5. The second contention put forward by Mr. Das cannot also in our opinion succeed. There are two material reasons which stand in the way of our treating the present application, as one for revival or continuation of the original proceeding. In the first place, the earlier proceeding had finally terminated and had been disposed by a judicial order passed on 2nd March 1920. It is not a case where execution proceedings were interrupted by reason of circumstances over which the decree-holder had no control, or an order of dismissal or striking off was made merely for administrative or statistical purposes. The decree was fully satisfied and the execution case dismissed on full satisfaction. The provision of Clause (6) of Article 182 itself indicates, that the subsequent application for execution for recovery of the amount which the decree-holder had to refund, is in substance a new application. The other reason is that the present application cannot be said to be of the same nature as the previous one.
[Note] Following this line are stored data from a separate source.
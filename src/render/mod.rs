//! Response rendering.
//!
//! # Data Flow
//! ```text
//! Page
//!     → protocol request: JSON body, X-Inertia: true
//!     → plain request:   ssr.rs (optional) or container markup
//!                        → template data (inertia, inertiaHead, shared, context)
//!                        → root template → HTML body
//! ```

pub mod response;
pub mod ssr;
pub mod template;

use template::{escape_html, TemplateData, TemplateValue};

/// Template key holding the page container (or SSR body).
pub const INERTIA_KEY: &str = "inertia";
/// Template key holding SSR head tags.
pub const INERTIA_HEAD_KEY: &str = "inertiaHead";

/// Client-side mount point carrying the page object.
pub fn container_markup(container_id: &str, page_json: &str) -> String {
    format!(
        "<div id=\"{}\" data-page=\"{}\"></div>",
        escape_html(container_id),
        escape_html(page_json)
    )
}

/// Assemble root template data. Shared data overrides the defaults and
/// request data overrides both.
pub(crate) fn template_data(
    inertia: String,
    inertia_head: String,
    shared: &TemplateData,
    request: Option<&TemplateData>,
) -> TemplateData {
    let mut data = TemplateData::new();
    data.insert(INERTIA_KEY.to_string(), TemplateValue::Html(inertia));
    data.insert(INERTIA_HEAD_KEY.to_string(), TemplateValue::Html(inertia_head));
    data.extend(shared.iter().map(|(k, v)| (k.clone(), v.clone())));
    if let Some(request) = request {
        data.extend(request.iter().map(|(k, v)| (k.clone(), v.clone())));
    }
    data
}
//! Flash storage collaborator.
//!
//! Carries validation errors and the clear-history flag across a redirect.
//! The adapter never stores anything itself; applications plug in their
//! session layer through [`FlashProvider`].

use async_trait::async_trait;
use axum::http::request::Parts;

use crate::error::FlashError;
use crate::props::ValidationErrors;

#[async_trait]
pub trait FlashProvider: Send + Sync {
    /// Store validation errors for the next request.
    async fn flash_errors(&self, req: &Parts, errors: ValidationErrors) -> Result<(), FlashError>;

    /// Take the validation errors flashed by the previous request.
    async fn get_errors(&self, req: &Parts) -> Result<ValidationErrors, FlashError>;

    /// Ask the next page to clear the client's history.
    async fn flash_clear_history(&self, req: &Parts) -> Result<(), FlashError>;

    /// Take the clear-history flag flashed by the previous request.
    async fn should_clear_history(&self, req: &Parts) -> Result<bool, FlashError>;
}

/// Pending flash state pulled for one request. Provider failures read as empty.
pub(crate) async fn take_pending(
    provider: &dyn FlashProvider,
    req: &Parts,
) -> (ValidationErrors, bool) {
    let errors = provider.get_errors(req).await.unwrap_or_else(|err| {
        tracing::warn!(error = %err, "Failed to read flashed validation errors");
        ValidationErrors::new()
    });
    let clear_history = provider.should_clear_history(req).await.unwrap_or_else(|err| {
        tracing::warn!(error = %err, "Failed to read flashed clear-history flag");
        false
    });
    (errors, clear_history)
}

/// Persist the request's pending errors and clear-history flag before a redirect.
pub(crate) async fn persist_pending(
    provider: &dyn FlashProvider,
    req: &Parts,
    errors: ValidationErrors,
    clear_history: bool,
) {
    if !errors.is_empty() {
        if let Err(err) = provider.flash_errors(req, errors).await {
            tracing::error!(error = %err, "Failed to flash validation errors");
        }
    }
    if clear_history {
        if let Err(err) = provider.flash_clear_history(req).await {
            tracing::error!(error = %err, "Failed to flash clear-history flag");
        }
    }
}
//! ktruss
//!
//! A distributed k-truss decomposition engine. A k-truss is the maximal
//! edge-induced subgraph in which every edge lies in at least k-2 triangles
//! of the subgraph; the engine reports, for every k from 3 upward, how many
//! edges survive, and stops when none do.
//!
//! # Architecture
//!
//! The job runs as a fixed set of peer ranks that share nothing and
//! communicate only by message passing ([`comm`]). Each rank holds one
//! partition of the undirected graph ([`graph`]), with high-degree vertices
//! replicated as delegates behind a single master replica. Algorithm passes
//! are expressed as visitors — plain-data messages addressed to vertices —
//! driven to global quiescence by a bulk-synchronous queue ([`traversal`]).
//!
//! On top of that substrate, the engine ([`algo`]) peels the graph to its
//! 2-core, orients every surviving edge from its lower to its higher
//! endpoint under the `(degree, locator)` key, schedules vertices into
//! logarithmic bins by longest-path rounds, and counts triangles with a
//! probe/credit wedge sweep, pruning under-supported edges bin by bin until
//! each k-truss stabilizes.
//!
//! # Example
//!
//! ```rust
//! use ktruss::{ktruss_decomposition, Cluster, GraphBuilder, TrussConfig};
//!
//! // a triangle with a pendant edge: the 3-truss keeps the triangle
//! let builder = GraphBuilder::from_edges(&[(1, 2), (1, 3), (2, 3), (3, 4)]);
//! let cluster = Cluster::new(2);
//! let reports = cluster
//!     .run(|mut comm| {
//!         let graph = builder.build(comm.rank(), comm.ranks())?;
//!         ktruss_decomposition(&graph, &mut comm, &TrussConfig::default())
//!     })
//!     .unwrap();
//! assert_eq!(reports[0].max_k, 3);
//! ```

pub mod algo;
pub mod comm;
pub mod error;
pub mod graph;
pub mod traversal;

pub use algo::{ktruss, ktruss_decomposition, TrussConfig, TrussLevel, TrussReport};
pub use comm::{Cluster, Comm, CommError};
pub use error::{EngineError, EngineResult};
pub use graph::{DistributedGraph, GraphBuilder, GraphError, VertexData, VertexLocator};

/// Version information
pub const VERSION: &str = env!("CARGO_PKG_VERSION");

/// Get version string
pub fn version() -> &'static str {
    VERSION
}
As has been pointed out by the trial Judge, in the first application the only prayer of the decree-holders was for attachment of the surplus sale proceeds, belonging to all the judgment-debtors and lying with the collector. In the present proceeding they seek to attach and sell certain immovable properties which are owned by one of the judgment-debtors. Where the character of the subsequent application is different from that of the previous one, the later application cannot but be regarded as a fresh application : vide Maharaj Bahadur Singh v. Forbes ('29) 16 A.I.R. 1929 P.C. 209. The result is that this appeal fails. We direct that each party would bear his own costs in all the Courts.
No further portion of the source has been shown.